Much of the book is structured episodically, with a chapter apiece devoted to three terrible crimes: the 1910 lynching of twenty-year-old Mexican immigrant Antonio Rodríguez in Rocksprings; the 1915 murder of Tejano landowners, businessmen, and public officials Jesus Bazán and Antonio Longoria by Texas Rangers in Hidalgo County; and the 1918 Ranger massacre of fifteen Tejanos between the ages of 16 and 64 in the small West Texas community of Porvenir. Later chapters take a broader perspective, portraying the state’s fixation with violence and its symbols (public celebrations, reenactments, photographs of lynchings) as a kind of idolatry and examining the roles of amateur and professional historians in constructing our collective sense of Texas’s past.

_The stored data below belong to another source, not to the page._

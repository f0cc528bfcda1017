//! Terminal values held by instance plans

use serde::{Deserialize, Serialize};
use std::fmt::{self, Display, Formatter};

/// A resolved terminal value in its string-encoded form
///
/// Values are what the wire format stores; turning one into a live object is
/// left to whoever instantiates the plan.
#[derive(Debug, Clone, PartialEq, Eq, Hash, Serialize, Deserialize)]
#[serde(transparent)]
pub struct InstanceValue(String);

impl InstanceValue {
    /// Wrap a string-encoded value
    #[inline]
    #[must_use]
    pub fn new(value: impl Into<String>) -> Self {
        Self(value.into())
    }

    /// String form, as persisted
    #[inline]
    #[must_use]
    pub fn as_str(&self) -> &str {
        &self.0
    }

    /// Consume into the string form
    #[inline]
    #[must_use]
    pub fn into_string(self) -> String {
        self.0
    }
}

impl Display for InstanceValue {
    fn fmt(&self, f: &mut Formatter<'_>) -> fmt::Result {
        f.write_str(&self.0)
    }
}

impl From<&str> for InstanceValue {
    fn from(value: &str) -> Self {
        Self::new(value)
    }
}

impl From<String> for InstanceValue {
    fn from(value: String) -> Self {
        Self(value)
    }
}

Though The Injustice Never Leaves You is a page-turner, it’s not easy reading. Nor should it be. It is a haunting book. Martinez’s careful dissection of the murder of Rodríguez exemplifies her unsparing approach. She depicts the crime that started the chain of events—the murder of an Anglo woman—and the mob mentality that quickly cast the blame on Rodríguez, a laborer who happened to be nearby. The reader learns details of the lynching (a mob kidnapped Rodríguez, tied him to a mesquite tree, and burned him alive) and old theories about the woman’s murder (some believe her husband did it), but Martinez focuses more intently on the episode’s aftermath. For more than a century, the Hispanic residents of Rocksprings have refused to forget the tragedy. Even to this day, they see the lynching as a curse that continues to poison relations between local Anglos and Hispanics. “It’s always been like this in this town. It’s not going to change,” local resident Vincent Vega told Martinez of the legacy of Rodríguez’s murder. “We’ll speak to each other, but that’s about it. That’s how things are. There’s just too much hate.”